RV: Pater Stenger, ich bedanke mich, dass Sie dieses Problem, das Flüchtlingsproblem so gut dargestellt haben und auch irgendwie einen Ratschlag für dieses Problem zu geben wussten. Wollen wir diese Sendung, die wir jetzt schließen müssen, vielleicht zum Abschluss unseres Gespräches, Pater Stenger, nun doch ein paar Lichtstrahlen auf diesen zweitgrößten Kontinent der Erde werfen, der Ihnen zur Heimat geworden ist?

Ja, natürlich. Afrika ist nicht nur Elend und Flüchtlinge und Kriege. Das wäre total verkehrt. Wenn Sie selber nach Afrika fahren: in gewissen Gegenden merken Sie überhaupt nichts davon. Und Sie sehen Leute, die gastfreundlich sind, die offen sind und diese innere Freude ausstrahlen und auch eine Freude, die aus dem Glauben heraus kommt. Denn das kann man ja bestimmt sagen, dass für viele Afrikaner auch gerade jetzt der christliche Glaube ein innerer Halt geworden ist, gerade jetzt in diesen schwierigen Situationen. Und da können wir uns noch eine Scheibe abschneiden von diesen Menschen, denke ich mir. Denn wir beklagen uns oft auf hohem Niveau und haben eigentlich kaum Grund zu klagen.
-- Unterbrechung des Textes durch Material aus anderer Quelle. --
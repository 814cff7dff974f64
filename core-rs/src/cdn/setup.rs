//! CDN setup run
//!
//! Groups are processed in order: ports, site file, write. The descriptor
//! listing every group's endpoints comes last. A failure stops the run;
//! site files already written for earlier groups stay in place.

use std::fs;
use std::path::PathBuf;
use tracing::info;

use crate::cdn::group::{validate_groups, ServiceGroup};
use crate::cdn::render::{
    nodes_for, render_descriptor, render_group, DescriptorVariant, NodeEntry, NodeMap,
    RenderedConfig,
};
use crate::cdn::template::Template;
use crate::cdn::writer::ConfigWriter;
use crate::errors::{EnvError, Result};
use crate::port::{AllocationSession, PortAllocator, PortAssignment, PortProbe};

/// Endpoint entered by the operator instead of allocated
#[derive(Debug, Clone, PartialEq, Eq)]
pub struct ManualNode {
    pub url: String,
    pub port: u16,
    pub node_type: u32,
}

/// Where a group's endpoints come from
#[derive(Debug, Clone, PartialEq, Eq)]
pub enum NodeSource {
    /// Scan for this many free ports
    Allocate(usize),
    /// Use these endpoints as given
    Manual(Vec<ManualNode>),
}

/// One group in a run
#[derive(Debug, Clone)]
pub struct GroupPlan {
    pub group: ServiceGroup,
    pub source: NodeSource,
}

impl GroupPlan {
    /// Plans allocating each group's own count, or `default_count`
    pub fn allocate_all(groups: &[ServiceGroup], default_count: usize) -> Vec<GroupPlan> {
        groups
            .iter()
            .map(|group| GroupPlan {
                source: NodeSource::Allocate(group.connection_count(default_count)),
                group: group.clone(),
            })
            .collect()
    }
}

/// Run-wide settings
#[derive(Debug, Clone)]
pub struct CdnOptions {
    pub alias: String,
    pub variant: DescriptorVariant,
    pub descriptor_template: Option<PathBuf>,
    pub dry_run: bool,
}

/// Everything a run produced
#[derive(Debug, Clone)]
pub struct CdnReport {
    pub assignments: Vec<PortAssignment>,
    pub sites: Vec<RenderedConfig>,
    pub descriptor: RenderedConfig,
    pub written: Vec<PathBuf>,
}

/// Allocator + writer for one host
pub struct CdnSetup<P: PortProbe> {
    allocator: PortAllocator<P>,
    writer: ConfigWriter,
}

impl<P: PortProbe> CdnSetup<P> {
    pub fn new(allocator: PortAllocator<P>, writer: ConfigWriter) -> Self {
        Self { allocator, writer }
    }

    pub fn writer(&self) -> &ConfigWriter {
        &self.writer
    }

    /// Execute a run
    ///
    /// # Errors
    /// - `PortExhausted` / `PortAlreadyClaimed` from allocation
    /// - `ConfigCollision` if a destination file exists
    /// - `Template` / `Config` for broken templates or group definitions
    pub fn run(
        &self,
        session: &mut AllocationSession,
        plans: &[GroupPlan],
        options: &CdnOptions,
    ) -> Result<CdnReport> {
        let groups: Vec<ServiceGroup> = plans.iter().map(|p| p.group.clone()).collect();
        validate_groups(&groups)?;

        let descriptor_template = match &options.descriptor_template {
            Some(path) => Template::new(fs::read_to_string(path).map_err(|e| {
                EnvError::Config(format!(
                    "Failed to read descriptor template {}: {}",
                    path.display(),
                    e
                ))
            })?),
            None => options.variant.builtin_template(),
        };

        // The descriptor is written last; an existing one fails the run
        // before any site file lands.
        if !options.dry_run {
            let filename = options.variant.filename();
            if let Some(existing) = self.writer.descriptor_collision(filename) {
                return Err(EnvError::ConfigCollision(existing.display().to_string()));
            }
        }

        let mut nodes = NodeMap::new();
        let mut assignments = Vec::with_capacity(plans.len());
        let mut sites = Vec::with_capacity(plans.len());
        let mut written = Vec::new();

        for plan in plans {
            let group = &plan.group;
            let server_block = group.load_server_block()?;

            let (assignment, entries) = match &plan.source {
                NodeSource::Allocate(count) => {
                    let assignment = self.allocator.allocate(session, &group.name, *count)?;
                    let entries = nodes_for(self.allocator.host(), &assignment);
                    (assignment, entries)
                }
                NodeSource::Manual(manual) => {
                    let ports: Vec<u16> = manual.iter().map(|n| n.port).collect();
                    let assignment = session.claim_manual(&group.name, &ports)?;
                    let entries = manual
                        .iter()
                        .map(|n| NodeEntry::new(&n.url, n.port, n.node_type))
                        .collect();
                    (assignment, entries)
                }
            };

            let site = render_group(group, &server_block, &assignment)?;
            if !options.dry_run {
                let paths = self.writer.write_site(&site)?;
                written.push(paths.available);
                written.push(paths.enabled);
            }

            info!(group = %group.name, ports = assignment.len(), "group configured");
            nodes.insert(group.nodes_key.clone(), entries);
            assignments.push(assignment);
            sites.push(site);
        }

        let descriptor = render_descriptor(options.variant, &descriptor_template, &options.alias, &nodes)?;
        if !options.dry_run {
            written.push(self.writer.write_descriptor(&descriptor)?);
        }

        Ok(CdnReport {
            assignments,
            sites,
            descriptor,
            written,
        })
    }
}
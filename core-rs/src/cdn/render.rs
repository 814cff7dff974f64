//! Rendering of nginx site files and the service descriptor
//!
//! Rendering never touches the filesystem; the same inputs always produce
//! the same bytes. Writing lives in [`crate::cdn::writer`].

use serde::{Deserialize, Serialize};
use std::collections::{BTreeMap, HashMap};
use std::fmt;
use std::str::FromStr;

use crate::cdn::group::ServiceGroup;
use crate::cdn::template::Template;
use crate::errors::{EnvError, Result};
use crate::port::PortAssignment;

/// Built-in descriptor templates
pub const PRO_DESCRIPTOR_TEMPLATE: &str = include_str!("../../templates/fastocloud_pro.in");
pub const ML_DESCRIPTOR_TEMPLATE: &str = include_str!("../../templates/fastocloud_pro_ml.in");

/// Node type written for allocated listeners
pub const DEFAULT_NODE_TYPE: u32 = 1;

/// A rendered text artifact and the file name it is written under
#[derive(Debug, Clone, PartialEq, Eq)]
pub struct RenderedConfig {
    pub filename: String,
    pub contents: String,
}

/// One endpoint in the service descriptor
#[derive(Debug, Clone, PartialEq, Eq, Serialize, Deserialize)]
pub struct NodeEntry {
    pub host: String,
    #[serde(rename = "type")]
    pub node_type: u32,
}

impl NodeEntry {
    /// Endpoint for `url` (scheme and host, no port) on `port`
    pub fn new(url: &str, port: u16, node_type: u32) -> Self {
        let url = url.trim_end_matches('/');
        let url = if url.contains("://") {
            url.to_string()
        } else {
            format!("http://{}", url)
        };
        Self {
            host: format!("{}:{}", url, port),
            node_type,
        }
    }
}

/// Descriptor key → endpoints, sorted by key
pub type NodeMap = BTreeMap<String, Vec<NodeEntry>>;

/// Which service descriptor to emit
#[derive(Debug, Clone, Copy, PartialEq, Eq, Default, Serialize, Deserialize)]
#[serde(rename_all = "lowercase")]
pub enum DescriptorVariant {
    #[default]
    Pro,
    Ml,
}

impl DescriptorVariant {
    pub fn filename(&self) -> &'static str {
        match self {
            DescriptorVariant::Pro => "fastocloud_pro.conf",
            DescriptorVariant::Ml => "fastocloud_pro_ml.conf",
        }
    }

    pub fn builtin_template(&self) -> Template {
        match self {
            DescriptorVariant::Pro => Template::new(PRO_DESCRIPTOR_TEMPLATE),
            DescriptorVariant::Ml => Template::new(ML_DESCRIPTOR_TEMPLATE),
        }
    }
}

impl fmt::Display for DescriptorVariant {
    fn fmt(&self, f: &mut fmt::Formatter<'_>) -> fmt::Result {
        match self {
            DescriptorVariant::Pro => write!(f, "pro"),
            DescriptorVariant::Ml => write!(f, "ml"),
        }
    }
}

impl FromStr for DescriptorVariant {
    type Err = EnvError;

    fn from_str(s: &str) -> Result<Self> {
        match s.to_lowercase().as_str() {
            "pro" => Ok(DescriptorVariant::Pro),
            "ml" => Ok(DescriptorVariant::Ml),
            other => Err(EnvError::Config(format!("Unknown descriptor variant: {}", other))),
        }
    }
}

/// Render a group's site file: one server block per assigned port
pub fn render_group(
    group: &ServiceGroup,
    server_block: &Template,
    assignment: &PortAssignment,
) -> Result<RenderedConfig> {
    let mut contents = format!(
        "# {} listeners ({} ports), generated by fastocloud-env\n\n",
        group.name,
        assignment.ports.len()
    );

    for &port in &assignment.ports {
        let (access_log, error_log) = group.log_paths(port)?;

        let mut values = HashMap::new();
        values.insert("port", port.to_string());
        values.insert("group", group.name.clone());
        values.insert("access_log", access_log);
        values.insert("error_log", error_log);
        values.insert("location", group.location.clone());
        values.insert("content_root", group.content_root.clone());

        contents.push_str(&server_block.substitute(&values)?);
    }

    Ok(RenderedConfig {
        filename: group.filename.clone(),
        contents,
    })
}

/// Node entries for allocated ports on `host`
pub fn nodes_for(host: &str, assignment: &PortAssignment) -> Vec<NodeEntry> {
    assignment
        .ports
        .iter()
        .map(|&port| NodeEntry::new(host, port, DEFAULT_NODE_TYPE))
        .collect()
}

/// Render the service descriptor embedding every group's endpoints
pub fn render_descriptor(
    variant: DescriptorVariant,
    template: &Template,
    alias: &str,
    nodes: &NodeMap,
) -> Result<RenderedConfig> {
    // An empty map serializes as flow `{}`, which cannot follow block keys
    let nodes_yaml = if nodes.is_empty() {
        String::new()
    } else {
        serde_yaml::to_string(nodes)?
    };

    let mut values = HashMap::new();
    values.insert("alias", yaml_scalar(alias)?);
    values.insert("nodes", nodes_yaml);

    Ok(RenderedConfig {
        filename: variant.filename().to_string(),
        contents: template.substitute(&values)?,
    })
}

/// `value` as a single-line YAML scalar, quoted when plain style would misparse
fn yaml_scalar(value: &str) -> Result<String> {
    let text = serde_yaml::to_string(value)?;
    let text = text.trim_end_matches('\n');
    if text.contains('\n') {
        return Err(EnvError::Config(format!(
            "Value must fit on one line: {:?}",
            value
        )));
    }
    Ok(text.to_string())
}
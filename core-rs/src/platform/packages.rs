/**
 * packages.rs
 * System package tables per platform
 *
 * Every platform has the same shape of data; only the names differ.
 * PackageSelection picks which lists end up in the install set.
 */

use serde::{Deserialize, Serialize};

use crate::platform::PlatformId;
use crate::provision::runner::ExternalCommand;

/// Package names for one platform
#[derive(Debug, Clone, Copy, PartialEq, Eq)]
pub struct PackageTable {
    pub required_exec: &'static [&'static str],
    pub build_exec: &'static [&'static str],
    pub build_gst_exec: &'static [&'static str],
    pub nvidia: &'static [&'static str],
    pub wpe: &'static [&'static str],
    pub mongo: &'static [&'static str],
    /// Libraries needed to build GStreamer from source
    pub gst_build: &'static [&'static str],
    /// GStreamer from the distribution repositories
    pub gst_repo: &'static [&'static str],
}

/// Feature flags choosing package lists
#[derive(Debug, Clone, Copy, PartialEq, Eq, Serialize, Deserialize)]
#[serde(rename_all = "camelCase", default)]
pub struct PackageSelection {
    pub with_nvidia: bool,
    pub with_wpe: bool,
    pub with_mongo: bool,
    pub with_gstreamer: bool,
    /// Take GStreamer from repositories instead of building it
    pub repo_build: bool,
}

impl Default for PackageSelection {
    fn default() -> Self {
        Self {
            with_nvidia: false,
            with_wpe: false,
            with_mongo: false,
            with_gstreamer: true,
            repo_build: false,
        }
    }
}

impl PackageTable {
    /// Ordered install set without duplicates
    pub fn select(&self, selection: &PackageSelection) -> Vec<&'static str> {
        let mut lists: Vec<&'static [&'static str]> = vec![self.required_exec, self.build_exec];

        if selection.with_gstreamer {
            lists.push(self.build_gst_exec);
            lists.push(if selection.repo_build {
                self.gst_repo
            } else {
                self.gst_build
            });
        }
        if selection.with_nvidia {
            lists.push(self.nvidia);
        }
        if selection.with_wpe {
            lists.push(self.wpe);
        }
        if selection.with_mongo {
            lists.push(self.mongo);
        }

        let mut packages: Vec<&'static str> = Vec::new();
        for name in lists.into_iter().flatten() {
            if !packages.contains(name) {
                packages.push(*name);
            }
        }
        packages
    }
}

/// Package manager front-ends
#[derive(Debug, Clone, Copy, PartialEq, Eq)]
pub enum PackageManager {
    Apt,
    Yum,
    Pacman,
    Pkg,
    Msys,
    Brew,
}

impl PackageManager {
    pub fn for_platform(platform: PlatformId) -> Self {
        match platform {
            PlatformId::Debian => PackageManager::Apt,
            PlatformId::RedHat => PackageManager::Yum,
            PlatformId::Arch => PackageManager::Pacman,
            PlatformId::FreeBsd => PackageManager::Pkg,
            PlatformId::Windows64 | PlatformId::Windows32 => PackageManager::Msys,
            PlatformId::MacOsx => PackageManager::Brew,
        }
    }

    /// Index refresh run once before installing
    pub fn refresh_command(&self) -> Option<ExternalCommand> {
        match self {
            PackageManager::Apt => Some(ExternalCommand::new("apt-get").arg("update")),
            PackageManager::Yum => Some(ExternalCommand::new("yum").args(["makecache", "-y"])),
            PackageManager::Pacman | PackageManager::Msys => {
                Some(ExternalCommand::new("pacman").arg("-Sy"))
            }
            PackageManager::Pkg => Some(ExternalCommand::new("pkg").arg("update")),
            PackageManager::Brew => Some(ExternalCommand::new("brew").arg("update")),
        }
    }

    /// Install a single package
    pub fn install_command(&self, package: &str) -> ExternalCommand {
        match self {
            PackageManager::Apt => ExternalCommand::new("apt-get")
                .args(["install", "-y", "--no-install-recommends", package])
                .env("DEBIAN_FRONTEND", "noninteractive"),
            PackageManager::Yum => ExternalCommand::new("yum").args(["install", "-y", package]),
            PackageManager::Pacman | PackageManager::Msys => {
                ExternalCommand::new("pacman").args(["-S", "--noconfirm", "--needed", package])
            }
            PackageManager::Pkg => ExternalCommand::new("pkg").args(["install", "-y", package]),
            PackageManager::Brew => ExternalCommand::new("brew").args(["install", package]),
        }
    }
}

pub static DEBIAN: PackageTable = PackageTable {
    required_exec: &["git", "yasm", "nasm", "gcc", "g++", "make", "ninja-build", "python3-pip", "python3-dev"],
    build_exec: &["autoconf", "automake", "cmake", "libtool", "pkg-config", "libudev-dev", "libssl-dev", "unifdef"],
    build_gst_exec: &["gettext", "bison", "flex"],
    nvidia: &["nvidia-cuda-dev", "nvidia-cuda-toolkit", "libnvidia-ml-dev"],
    wpe: &[
        "libegl-dev", "libegl1-mesa-dev", "libxkbcommon-dev", "libwayland-dev", "libepoxy-dev", "ruby",
        "libgcrypt20-dev", "libwebp-dev", "libxslt1-dev", "libsystemd-dev", "libcurl4-openssl-dev",
        "libgudev-1.0-dev", "libgbm-dev", "gperf", "wayland-protocols",
    ],
    mongo: &["libmongoc-dev"],
    gst_build: &[
        "libmount-dev", "libglib2.0-dev", "glib-networking", "libdrm-dev", "libproxy-dev", "libpciaccess-dev",
        "libxfixes-dev", "libblkid-dev", "libsoup2.4-dev", "libsoup-3.0-dev", "libjpeg-dev", "librtmp-dev",
        "libasound2-dev", "libx264-dev", "libx265-dev", "libfaad-dev", "libmp3lame-dev", "libvpx-dev",
        "libxcb-dri3-dev", "libopus-dev", "libvo-aacenc-dev", "libgdk-pixbuf2.0-dev", "libpango1.0-dev",
        "librsvg2-dev", "libpulse-dev", "libsrtp2-dev", "zlib1g-dev", "libbz2-dev",
    ],
    gst_repo: &[
        "libgstreamer1.0-dev", "libgstreamer-plugins-base1.0-dev", "libgstreamer-plugins-good1.0-dev",
        "libgstreamer-plugins-bad1.0-dev", "libgstrtspserver-1.0-dev", "gstreamer1.0-tools",
        "gstreamer1.0-plugins-base", "gstreamer1.0-plugins-good", "gstreamer1.0-plugins-bad",
        "gstreamer1.0-plugins-ugly", "gstreamer1.0-libav", "gstreamer1.0-nice", "gstreamer1.0-rtsp",
    ],
};

pub static REDHAT: PackageTable = PackageTable {
    required_exec: &["git", "yasm", "nasm", "gcc", "gcc-c++", "make", "ninja-build", "python3-pip", "python3-devel"],
    build_exec: &["autoconf", "automake", "libtool", "pkgconfig", "libudev-devel", "openssl-devel"],
    build_gst_exec: &["gettext", "bison", "flex"],
    nvidia: &[],
    wpe: &[],
    mongo: &["mongo-c-driver-devel"],
    gst_build: &[
        "libmount-devel", "glib2-devel", "glib-networking", "libdrm-devel", "libproxy-devel",
        "libpciaccess-devel", "libXfixes-devel", "librtmp-devel", "libsoup-devel", "libx264-devel",
        "libx265-devel", "alsa-lib-devel", "lame-devel", "libvpx-devel", "libopus-devel", "libvo-aacenc-devel",
        "libjpeg-turbo-devel", "gdk-pixbuf2-devel", "libpango-devel", "librsvg2-dev", "pulseaudio-libs-devel",
        "libsrtp2-devel", "libxcb-devel", "zlib-devel",
    ],
    gst_repo: &[
        "gstreamer1", "gstreamer1-plugins-base", "gstreamer1-plugins-good", "gstreamer1-plugins-bad-free",
        "gstreamer1-plugins-ugly-free", "gstreamer1-libav", "gstreamer1-nice", "gstreamer1-rtsp-server",
    ],
};

pub static ARCH: PackageTable = PackageTable {
    required_exec: &["git", "yasm", "nasm", "gcc", "make", "ninja", "python3-pip", "python3-dev"],
    build_exec: &["autoconf", "automake", "libtool", "pkgconfig", "udev", "openssl"],
    build_gst_exec: &["gettext", "bison", "flex"],
    nvidia: &[],
    wpe: &[],
    mongo: &["libmongoc"],
    gst_build: &[
        "libutil-linux", "glibc", "glib-networking", "libdrm", "libproxy", "rtmpdump", "libsoup", "x264",
        "x265", "alsa-lib", "lame", "libjpeg", "gdk-pixbuf2", "vpx", "opus", "ocaml-voaacenc", "srtp2", "zlib",
    ],
    gst_repo: &[
        "gstreamer", "gstreamer-plugins-base", "gstreamer-plugins-good", "gstreamer-plugins-bad",
        "gstreamer-plugins-ugly", "gstreamer-libav", "gstreamer-nice", "gstreamer-rtsp-server",
    ],
};

pub static FREEBSD: PackageTable = PackageTable {
    required_exec: &["git", "yasm", "nasm", "gcc", "make", "ninja", "python3-pip", "python3-devel", "dbus"],
    build_exec: &["autoconf", "automake", "libtool", "pkgconf", "libudev-devd", "openssl"],
    build_gst_exec: &["gettext", "bison", "flex"],
    nvidia: &[],
    wpe: &[],
    mongo: &["libmongoc"],
    gst_build: &[
        "glib2-devel", "glib-networking", "libdrm", "libproxy", "librtmp", "libsoup", "libx264", "libx265",
        "alsa-lib", "libjpeg-turbo", "libopus", "libvoaac", "libvpx", "libxcb", "lsrtp2", "lzlib", "gdk-pixbuf2",
    ],
    gst_repo: &[
        "gstreamer1", "gstreamer1-plugins-base", "gstreamer1-plugins-good", "gstreamer1-plugins-bad",
        "gstreamer1-plugins-ugly", "gstreamer1-libav", "gstreamer1-nice", "gstreamer1-rtsp-server",
    ],
};

pub static WINDOWS64: PackageTable = PackageTable {
    required_exec: &[
        "git", "make", "autoconf", "automake", "libtool", "mingw-w64-x86_64-yasm", "mingw-w64-x86_64-nasm",
        "mingw-w64-x86_64-gcc", "mingw-w64-x86_64-ninja", "python3-pip",
    ],
    build_exec: &[],
    build_gst_exec: &["bison", "flex"],
    nvidia: &[],
    wpe: &[],
    mongo: &[],
    gst_build: &["mingw-w64-x86_64-glib2", "mingw-w64-x86_64-glib-networking"],
    gst_repo: &[
        "mingw-w64-x86_64-gstreamer", "mingw-w64-x86_64-gst-plugins-base", "mingw-w64-x86_64-gst-plugins-good",
        "mingw-w64-x86_64-gst-plugins-bad", "mingw-w64-x86_64-gst-plugins-ugly", "mingw-w64-x86_64-gst-libav",
        "mingw-w64-x86_64-libnice", "mingw-w64-x86_64-gst-rtsp-server",
    ],
};

pub static WINDOWS32: PackageTable = PackageTable {
    required_exec: &[
        "git", "make", "autoconf", "automake", "libtool", "mingw-w64-i686-yasm", "mingw-w64-i686-nasm",
        "mingw-w64-i686-gcc", "mingw-w64-i686-ninja", "python3-pip",
    ],
    build_exec: &[],
    build_gst_exec: &["bison", "flex"],
    nvidia: &[],
    wpe: &[],
    mongo: &[],
    gst_build: &["mingw-w64-i686-glib2", "mingw-w64-i686-glib-networking"],
    gst_repo: &[
        "mingw-w64-i686-gstreamer", "mingw-w64-i686-gst-plugins-base", "mingw-w64-i686-gst-plugins-good",
        "mingw-w64-i686-gst-plugins-bad", "mingw-w64-i686-gst-plugins-ugly", "mingw-w64-i686-gst-libav",
        "mingw-w64-i686-libnice", "mingw-w64-i686-gst-rtsp-server",
    ],
};

pub static MACOSX: PackageTable = PackageTable {
    required_exec: &["git", "yasm", "nasm", "make", "ninja", "python3-pip", "python3-devel"],
    build_exec: &["autoconf", "automake", "libtool", "pkgconfig"],
    build_gst_exec: &["gettext", "bison", "flex"],
    nvidia: &[],
    wpe: &[],
    mongo: &["libmongo"],
    gst_build: &["glib2-devel", "glib-networking"],
    gst_repo: &[
        "gstreamer1", "gstreamer1-plugins-base", "gstreamer1-plugins-good", "gstreamer1-plugins-bad",
        "gstreamer1-plugins-ugly", "gstreamer1-libav", "gstreamer1-nice", "gstreamer1-rtsp-server",
    ],
};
RV: Gibt es vielleicht irgendetwas, was Sie gerne noch sagen möchten?
Ja, einen Punkt würde ich gerne noch erwähnen. Und zwar die Situation der einheimischen Priester in Afrika. Und zwar meine ich hier die finanzielle Situation. Wissen Sie, ich kenne Diözesen in Afrika, die praktisch kein Geld haben und das Geld, das sie für Messstipendien bekommen, verwenden, um die Diözese zu verwalten. Das heißt, die Priester bekommen kein Geld. Und die Priester müssen jetzt schauen, wie sie irgendwie zurechtkommen. Ich kenne Priester, die von Montag bis Freitag mit ihrem Auto Taxi-Service machen, um zu leben ganz einfach. Aber das ist keine dauerhafte Lösung. Ich würde mir wünschen, dass es eine Konferenz gibt – eine panafrikanische Konferenz -, wo man bewusst die Situation der Diözesan-Priester ins Visier nimmt. Für die Ordenspriester ist das anders. Die haben andere Geldmöglichkeiten, aber nicht die einheimischen Priester. Und das würde ich mir wünschen, wenn man da eine Lösung finden könnte.

RV: Danke für das Gespräch, Pater Stenger.